À El-Geneina, la capitale du Darfour occidental, elle a couvert en 2023 des massacres ethniques commis par les FSR et leurs alliés.

Selon l'ONU, entre 10.000 et 15.000 civils, principalement de la tribu des Massalit, ont été tués, ce qui a donné lieu à des accusations de génocide.

Son travail lui vaudra plusieurs perquisitions. « Ils ont pris tout mon matériel, mes caméras, ils ont tout volé », raconte-elle à l'AFP par téléphone.

Lors de la troisième intrusion, « l'un d'eux m'a appelée par mon nom et m'a demandé où se trouvaient les caméras ».

C'est à ce moment-là qu'elle prend la décision de fuir. Avec sa famille, elle parcourt environ 1.800 kilomètres pour rejoindre l'État de Gedaref, à l'autre extrémité du pays, près de la frontière éthiopienne.

Là, alors qu'elle couvre une manifestation de déplacés, elle est arrêtée et accusée de collaborer avec l'ennemi.

Pour retrouver la liberté, elle signe un engagement à soumettre tous ses écrits à l'armée avant publication.

Depuis plus d'un an, Noun n'a pas écrit.

« Le plus grand des crimes »

En 2024, le Soudan figurait parmi les endroits les plus meurtriers pour les journalistes, derrière Gaza, selon le décompte annuel du Comité pour la protection des journalistes (CPJ).

Selon Reporters sans frontières, plus de 400 journalistes ont fui le pays depuis le début de la guerre. Ceux qui sont restés luttent pour survivre.

Dans l'État d'Al-Jazira, dans le centre du pays, qui fut le grenier à blé du Soudan, Youssef, un journaliste de 62 ans, n'a pas touché de salaire depuis début 2024, lorsque son journal a déménagé ses bureaux au Caire.

Pour subsister, il élève des chèvres et cultive du sorgho.

« Je continue d'envoyer mes reportages dès que je peux capter un signal », raconte-t-il.

Pendant des mois, Youssef a été coupé du monde extérieur, alors que les FSR prenaient le contrôle de Wad Madani, la capitale de l'État.

En février 2024, les paramilitaires ont fait irruption chez lui, le ligotant et lui bandant les yeux.

Être journaliste, « c'est le plus grand des crimes », lui a dit un des hommes.

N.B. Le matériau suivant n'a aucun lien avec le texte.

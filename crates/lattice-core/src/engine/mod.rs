//! Page engine reducer.
//!
//! `PageEngine` owns all animation and simulation state for one page.
//! Hosts call `update(event)` and execute the returned effects; the engine
//! itself performs no I/O and owns no timers.
//!
//! ## State
//!
//! ```text
//! PageEngine
//! ├── layout: PageLayout              (placed blocks, registration input)
//! ├── reveal_observer                 (20% / -50px bottom predicate)
//! ├── dispatcher: TriggerDispatcher   (one-shot triggered flags)
//! ├── animations: Vec<CounterAnimation>
//! ├── live_observer                   (30% predicate, live container only)
//! └── live: LiveSimulator             (Idle / Armed / Running + totals)
//! ```

mod effects;
mod events;

use std::time::Duration;

pub use effects::{PageEffect, TextTarget, VISIBLE_CLASS};
pub use events::PageEvent;
use tracing::trace;

use crate::animator::{COUNTER_DURATION, CounterAnimation};
use crate::bars::{BAR_STAGGER, BarSequencer};
use crate::dispatcher::{Trigger, TriggerDispatcher};
use crate::live::{LiveParams, LiveSimulator};
use crate::page::{ElementRole, PageLayout};
use crate::visibility::{ElementId, ObserverOptions, Rect, RootMargin, VisibilityObserver};

/// Tunables for one engine instance.
#[derive(Debug, Clone, Copy, PartialEq)]
pub struct EngineOptions {
    pub reveal: ObserverOptions,
    pub live: ObserverOptions,
    pub counter_duration: Duration,
    pub bar_stagger: Duration,
    pub live_params: LiveParams,
}

impl Default for EngineOptions {
    fn default() -> Self {
        Self {
            reveal: ObserverOptions {
                threshold: 0.2,
                root_margin: RootMargin {
                    bottom: -50.0,
                    ..RootMargin::NONE
                },
            },
            live: ObserverOptions {
                threshold: 0.3,
                root_margin: RootMargin::NONE,
            },
            counter_duration: COUNTER_DURATION,
            bar_stagger: BAR_STAGGER,
            live_params: LiveParams::default(),
        }
    }
}

pub struct PageEngine {
    layout: PageLayout,
    options: EngineOptions,
    reveal_observer: VisibilityObserver,
    dispatcher: TriggerDispatcher,
    sequencer: BarSequencer,
    animations: Vec<CounterAnimation>,
    frame_pending: bool,
    live_observer: VisibilityObserver,
    live: LiveSimulator,
}

impl PageEngine {
    /// Registers every block of `layout`.
    ///
    /// Only the first live block drives the simulator.
    pub fn new(layout: PageLayout, options: EngineOptions) -> Self {
        let mut reveal_observer = VisibilityObserver::new(options.reveal);
        let mut dispatcher = TriggerDispatcher::new();
        let mut live_observer = VisibilityObserver::new(options.live);
        let mut live = LiveSimulator::inert(options.live_params);

        for element in &layout.elements {
            if let ElementRole::Animated(kind) = &element.role {
                dispatcher.register(element.id, kind.clone());
                reveal_observer.observe(element.id);
            }
        }
        if let Some(element) = layout.live_element()
            && let ElementRole::Live { slots } = &element.role
        {
            live = LiveSimulator::register(options.live_params, slots);
            live_observer.observe(element.id);
        }

        Self {
            layout,
            options,
            reveal_observer,
            dispatcher,
            sequencer: BarSequencer::new(options.bar_stagger),
            animations: Vec::new(),
            frame_pending: false,
            live_observer,
            live,
        }
    }

    pub fn layout(&self) -> &PageLayout {
        &self.layout
    }

    pub fn options(&self) -> &EngineOptions {
        &self.options
    }

    pub fn dispatcher(&self) -> &TriggerDispatcher {
        &self.dispatcher
    }

    pub fn live(&self) -> &LiveSimulator {
        &self.live
    }

    /// Counters still climbing.
    pub fn active_animations(&self) -> &[CounterAnimation] {
        &self.animations
    }

    /// Applies one event and returns the effects for the host to execute.
    pub fn update(&mut self, event: PageEvent) -> Vec<PageEffect> {
        match event {
            PageEvent::ViewportChanged { viewport, now } => self.handle_viewport(&viewport, now),
            PageEvent::Frame { now } => self.handle_frame(now),
            PageEvent::BarDue { bar } => vec![PageEffect::SetBarWidth {
                group: bar.group,
                index: bar.index,
                width_percent: bar.width_percent,
            }],
            PageEvent::LiveTick { now } => {
                let Some(readout) = self.live.tick() else {
                    return vec![];
                };
                trace!(now_ms = now.as_millis() as u64, ticks = self.live.state().ticks, "live tick");
                readout
                    .slots()
                    .into_iter()
                    .map(|(slot, text)| PageEffect::SetText {
                        target: TextTarget::Slot(slot),
                        text: text.to_string(),
                    })
                    .collect()
            }
        }
    }

    fn handle_viewport(&mut self, viewport: &Rect, now: Duration) -> Vec<PageEffect> {
        let layout = &self.layout;
        let entries = self
            .reveal_observer
            .evaluate(viewport, |id| layout.rect_of(id));
        let live_visible = self
            .live_observer
            .evaluate(viewport, |id| layout.rect_of(id))
            .iter()
            .any(|e| e.is_intersecting);

        let mut effects = Vec::new();
        for trigger in self.dispatcher.dispatch(&entries) {
            match trigger {
                Trigger::Reveal { element } => effects.push(PageEffect::AddClass {
                    element,
                    class: VISIBLE_CLASS,
                }),
                Trigger::Counter { element, target } => {
                    self.animations.push(CounterAnimation::new(
                        element,
                        target,
                        now,
                        self.options.counter_duration,
                    ));
                    self.request_frame(&mut effects);
                }
                Trigger::BarGroup { element, bars } => {
                    effects.extend(
                        self.sequencer
                            .schedule(element, &bars)
                            .into_iter()
                            .map(|bar| PageEffect::ScheduleBar { bar }),
                    );
                }
            }
        }

        if live_visible && self.live.on_visible() {
            effects.push(PageEffect::StartInterval {
                period: self.live.params().tick,
            });
        }

        effects
    }

    fn handle_frame(&mut self, now: Duration) -> Vec<PageEffect> {
        self.frame_pending = false;
        let mut effects = Vec::with_capacity(self.animations.len() + 1);
        self.animations.retain(|animation| {
            let frame = animation.sample(now);
            effects.push(PageEffect::SetText {
                target: TextTarget::Element(animation.element),
                text: frame.text,
            });
            !frame.done
        });
        if !self.animations.is_empty() {
            self.request_frame(&mut effects);
        }
        effects
    }

    /// Coalesces frame requests: one outstanding request per refresh.
    fn request_frame(&mut self, effects: &mut Vec<PageEffect>) {
        if !self.frame_pending {
            self.frame_pending = true;
            effects.push(PageEffect::RequestFrame);
        }
    }

    /// Whether `element` has already fired its one-shot effect.
    pub fn is_triggered(&self, element: ElementId) -> bool {
        self.dispatcher
            .target(element)
            .is_some_and(crate::dispatcher::AnimatableTarget::is_triggered)
    }
}

#[cfg(test)]
mod tests {
    use super::*;
    use crate::page::PageManifest;

    const PAGE: &str = r#"
title = "Engine"

[[block]]
kind = "reveal"
height = 200
text = "intro"

[[block]]
kind = "counter"
height = 100
label = "Saved"
target = "75"

[[block]]
kind = "bar_group"
height = 200
bars = [{ label = "a", width = 100 }, { label = "b", width = 50 }, { label = "c", width = 25 }]

[[block]]
kind = "live"
height = 400
slots = ["bytesSaved", "txCompressed", "storageReclaimed"]
"#;

    fn engine() -> PageEngine {
        PageEngine::new(
            PageManifest::parse(PAGE).unwrap().layout(),
            EngineOptions::default(),
        )
    }

    fn viewport(top: f64) -> Rect {
        Rect::new(0.0, top, 1200.0, 600.0)
    }

    #[test]
    fn test_first_view_triggers_visible_elements() {
        let mut engine = engine();
        let effects = engine.update(PageEvent::ViewportChanged {
            viewport: viewport(0.0),
            now: Duration::ZERO,
        });
        // Reveal (0..200), counter (224..324) and bars (348..548) all fit in
        // the shrunk viewport (0..550). Live (572..972) shows 28px: 7%.
        assert!(effects.contains(&PageEffect::AddClass {
            element: ElementId(0),
            class: VISIBLE_CLASS
        }));
        assert!(effects.contains(&PageEffect::RequestFrame));
        let scheduled = effects
            .iter()
            .filter(|e| matches!(e, PageEffect::ScheduleBar { .. }))
            .count();
        assert_eq!(scheduled, 3);
        assert!(engine.is_triggered(ElementId(1)));
        assert!(!effects.iter().any(|e| matches!(e, PageEffect::StartInterval { .. })));
    }

    #[test]
    fn test_reentry_does_not_refire() {
        let mut engine = engine();
        let now = Duration::ZERO;
        engine.update(PageEvent::ViewportChanged { viewport: viewport(0.0), now });
        engine.update(PageEvent::ViewportChanged { viewport: viewport(2000.0), now });
        let effects = engine.update(PageEvent::ViewportChanged { viewport: viewport(0.0), now });
        assert!(effects.is_empty(), "unexpected effects: {effects:?}");
    }

    #[test]
    fn test_frames_run_counter_to_exact_target() {
        let mut engine = engine();
        engine.update(PageEvent::ViewportChanged {
            viewport: viewport(0.0),
            now: Duration::ZERO,
        });
        let mid = engine.update(PageEvent::Frame { now: Duration::from_millis(900) });
        assert_eq!(
            mid,
            vec![
                PageEffect::SetText {
                    target: TextTarget::Element(ElementId(1)),
                    text: "65".to_string(),
                },
                PageEffect::RequestFrame,
            ]
        );
        let done = engine.update(PageEvent::Frame { now: Duration::from_millis(1800) });
        assert_eq!(
            done,
            vec![PageEffect::SetText {
                target: TextTarget::Element(ElementId(1)),
                text: "75".to_string(),
            }]
        );
        assert!(engine.active_animations().is_empty());
    }

    #[test]
    fn test_live_starts_once_at_threshold() {
        let mut engine = engine();
        // Live block spans 572..972. Viewport 144..744 shows 172/400 = 43%.
        let start = engine.update(PageEvent::ViewportChanged {
            viewport: viewport(144.0),
            now: Duration::ZERO,
        });
        assert!(start.contains(&PageEffect::StartInterval {
            period: Duration::from_millis(50)
        }));

        let tick = engine.update(PageEvent::LiveTick { now: Duration::from_millis(50) });
        assert_eq!(tick.len(), 3);

        engine.update(PageEvent::ViewportChanged {
            viewport: viewport(5000.0),
            now: Duration::from_millis(60),
        });
        let again = engine.update(PageEvent::ViewportChanged {
            viewport: viewport(500.0),
            now: Duration::from_millis(70),
        });
        assert!(!again.iter().any(|e| matches!(e, PageEffect::StartInterval { .. })));
        assert_eq!(engine.live().state().ticks, 1);
    }

    #[test]
    fn test_live_below_threshold_waits() {
        let mut engine = engine();
        // Viewport 52..652 shows 80px of the live block: 20%.
        let effects = engine.update(PageEvent::ViewportChanged {
            viewport: viewport(52.0),
            now: Duration::ZERO,
        });
        assert!(!effects.iter().any(|e| matches!(e, PageEffect::StartInterval { .. })));
        assert!(engine.update(PageEvent::LiveTick { now: Duration::ZERO }).is_empty());
    }

    #[test]
    fn test_bar_due_sets_width() {
        let mut engine = engine();
        let effects = engine.update(PageEvent::ViewportChanged {
            viewport: viewport(0.0),
            now: Duration::ZERO,
        });
        let bars: Vec<_> = effects
            .into_iter()
            .filter_map(|e| match e {
                PageEffect::ScheduleBar { bar } => Some(bar),
                _ => None,
            })
            .collect();
        let last = bars.last().unwrap().clone();
        assert_eq!(last.delay, Duration::from_millis(400));
        assert_eq!(
            engine.update(PageEvent::BarDue { bar: last }),
            vec![PageEffect::SetBarWidth {
                group: ElementId(2),
                index: 2,
                width_percent: 25.0
            }]
        );
    }

    #[test]
    fn test_second_live_block_is_ignored() {
        let page = format!(
            "{PAGE}\n[[block]]\nkind = \"live\"\nheight = 400\nslots = []\n"
        );
        let engine = PageEngine::new(
            PageManifest::parse(&page).unwrap().layout(),
            EngineOptions::default(),
        );
        assert_eq!(engine.live().phase(), crate::live::LivePhase::Armed);
    }
}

Il ne sera relâché qu'après avoir signé une assignation à résidence. Ce n'est qu'en janvier, lorsque l'armée a repris Wad Madani, qu'il a pu quitter son domicile.

Dans l'ombre

Parmi ceux qui ont choisi de rester, beaucoup ont renoncé à signer de leur vrai nom.

À Tawila, au Darfour-Nord, Ibrahim, un photojournaliste de 30 ans, continue de documenter le quotidien des civils pris en étau entre la famine et les violences.

Selon les employés humanitaires, la ville accueille des dizaines de milliers de rescapés qui ont fui les attaques des FSR.

« Personne ne doit savoir ce que je fais », confie à l'AFP Ibrahim, originaire d'El-Facher, la capitale de l'État.

« S'ils m'attrapent, ils m'arrêteront et saisiront mon téléphone » – son dernier outil de travail.

En juillet, accusé par les FSR d'être un agent de l'armée, il a été emprisonné et torturé pendant cinq jours. « Ils ont pris tout mon matériel, mes papiers et mon argent. »

Depuis, le journaliste a envoyé sa famille hors du Darfour et s'est installé à Tawila.

Ni Youssef, ni Ibrahim n'ont reçu de protection de la part d'organisations professionnelles, qu'elles soient locales ou internationales.

« Qui rapportera ce qui se passe au Darfour si nous partons tous ? », s'interroge Ibrahim, qui a branché son téléphone à la multiprise d'un café de Tawila pour s'entretenir avec une journaliste de l'AFP au Caire. « Personne d'autre ne le fera ».